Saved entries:
※

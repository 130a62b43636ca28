//! Floorplan render boundary: the renderer trait, visual classes and the state applier.

#![forbid(unsafe_code)]

use std::fmt;

use floorplan_core::TriState;

mod applier;
mod memory;
pub mod svg;

pub use applier::{Applier, ApplyOutcome, ApplierStats};
pub use memory::{MemoryRenderer, RenderCall};

/// Located element, as returned by [`Renderer::find`].
#[derive(Debug, Clone, PartialEq, Eq, Hash)]
pub struct Element {
    selector: String,
}

impl Element {
    pub fn new(selector: impl Into<String>) -> Self { Self { selector: selector.into() } }
    pub fn selector(&self) -> &str { &self.selector }
}

#[derive(Debug, Clone, PartialEq, Eq, thiserror::Error)]
pub enum RenderError {
    #[error("could not find object {selector}: {reason}")]
    Lookup { selector: String, reason: String },
    #[error("could not update state of {selector}: {reason}")]
    Mutation { selector: String, reason: String },
}

/// The rendering surface: a DOM-like tree addressed by element id.
///
/// Every call may fail; the applier logs failures and moves on.
pub trait Renderer: Send + Sync {
    /// Look up the element for `element_id`. `Ok(None)` means it is not drawn.
    fn find(&self, element_id: &str) -> Result<Option<Element>, RenderError>;

    fn remove_classes(&self, element: &Element, classes: &[&str]) -> Result<(), RenderError>;

    fn add_class(&self, element: &Element, class: &str) -> Result<(), RenderError>;
}

/// The three mutually exclusive classes an element can carry.
#[derive(Debug, Clone, Copy, PartialEq, Eq, Hash)]
pub enum VisualClass {
    On,
    Off,
    Unavailable,
}

impl VisualClass {
    pub const ALL: [VisualClass; 3] = [VisualClass::On, VisualClass::Off, VisualClass::Unavailable];

    pub fn as_str(self) -> &'static str {
        match self {
            VisualClass::On => "on",
            VisualClass::Off => "off",
            VisualClass::Unavailable => "unavailable",
        }
    }

    pub fn all_names() -> [&'static str; 3] { Self::ALL.map(VisualClass::as_str) }
}

impl From<TriState> for VisualClass {
    fn from(v: TriState) -> Self {
        match v {
            TriState::On => VisualClass::On,
            TriState::Off => VisualClass::Off,
            TriState::Unknown => VisualClass::Unavailable,
        }
    }
}

impl fmt::Display for VisualClass {
    fn fmt(&self, f: &mut fmt::Formatter<'_>) -> fmt::Result { f.write_str(self.as_str()) }
}

/// CSS id selector for an element id; dots in entity-style ids are escaped
/// (`light.kitchen` -> `#light\.kitchen`).
pub fn id_selector(element_id: &str) -> String {
    let mut out = String::with_capacity(element_id.len() + 4);
    out.push('#');
    for c in element_id.chars() {
        if c == '.' {
            out.push('\\');
        }
        out.push(c);
    }
    out
}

※

PROBLEM TO WORK ON: Reproduce the data in full, exactly.

RESULT OF THE TASK:
repository 130a62b43636ca28
//! Floorplan render boundary: the renderer trait, visual classes and the state applier.

#![forbid(unsafe_code)]

use std::fmt;

use floorplan_core::TriState;

mod applier;
mod memory;
pub mod svg;

pub use applier::{Applier, ApplyOutcome, ApplierStats};
pub use memory::{MemoryRenderer, RenderCall};

/// Located element, as returned by [`Renderer::find`].
#[derive(Debug, Clone, PartialEq, Eq, Hash)]
pub struct Element {
    selector: String,
}

impl Element {
    pub fn new(selector: impl Into<String>) -> Self { Self { selector: selector.into() } }
    pub fn selector(&self) -> &str { &self.selector }
}

#[derive(Debug, Clone, PartialEq, Eq, thiserror::Error)]
pub enum RenderError {
    #[error("could not find object {selector}: {reason}")]
    Lookup { selector: String, reason: String },
    #[error("could not update state of {selector}: {reason}")]
    Mutation { selector: String, reason: String },
}

/// The rendering surface: a DOM-like tree addressed by element id.
///
/// Every call may fail; the applier logs failures and moves on.
pub trait Renderer: Send + Sync {
    /// Look up the element for `element_id`. `Ok(None)` means it is not drawn.
    fn find(&self, element_id: &str) -> Result<Option<Element>, RenderError>;

    fn remove_classes(&self, element: &Element, classes: &[&str]) -> Result<(), RenderError>;

    fn add_class(&self, element: &Element, class: &str) -> Result<(), RenderError>;
}

/// The three mutually exclusive classes an element can carry.
#[derive(Debug, Clone, Copy, PartialEq, Eq, Hash)]
pub enum VisualClass {
    On,
    Off,
    Unavailable,
}

impl VisualClass {
    pub const ALL: [VisualClass; 3] = [VisualClass::On, VisualClass::Off, VisualClass::Unavailable];

    pub fn as_str(self) -> &'static str {
        match self {
            VisualClass::On => "on",
            VisualClass::Off => "off",
            VisualClass::Unavailable => "unavailable",
        }
    }

    pub fn all_names() -> [&'static str; 3] { Self::ALL.map(VisualClass::as_str) }
}

impl From<TriState> for VisualClass {
    fn from(v: TriState) -> Self {
        match v {
            TriState::On => VisualClass::On,
            TriState::Off => VisualClass::Off,
            TriState::Unknown => VisualClass::Unavailable,
        }
    }
}

impl fmt::Display for VisualClass {
    fn fmt(&self, f: &mut fmt::Formatter<'_>) -> fmt::Result { f.write_str(self.as_str()) }
}

/// CSS id selector for an element id; dots in entity-style ids are escaped
/// (`light.kitchen` -> `#light\.kitchen`).
pub fn id_selector(element_id: &str) -> String {
    let mut out = String::with_capacity(element_id.len() + 4);
    out.push('#');
    for c in element_id.chars() {
        if c == '.' {
            out.push('\\');
        }
        out.push(c);
    }
    out
}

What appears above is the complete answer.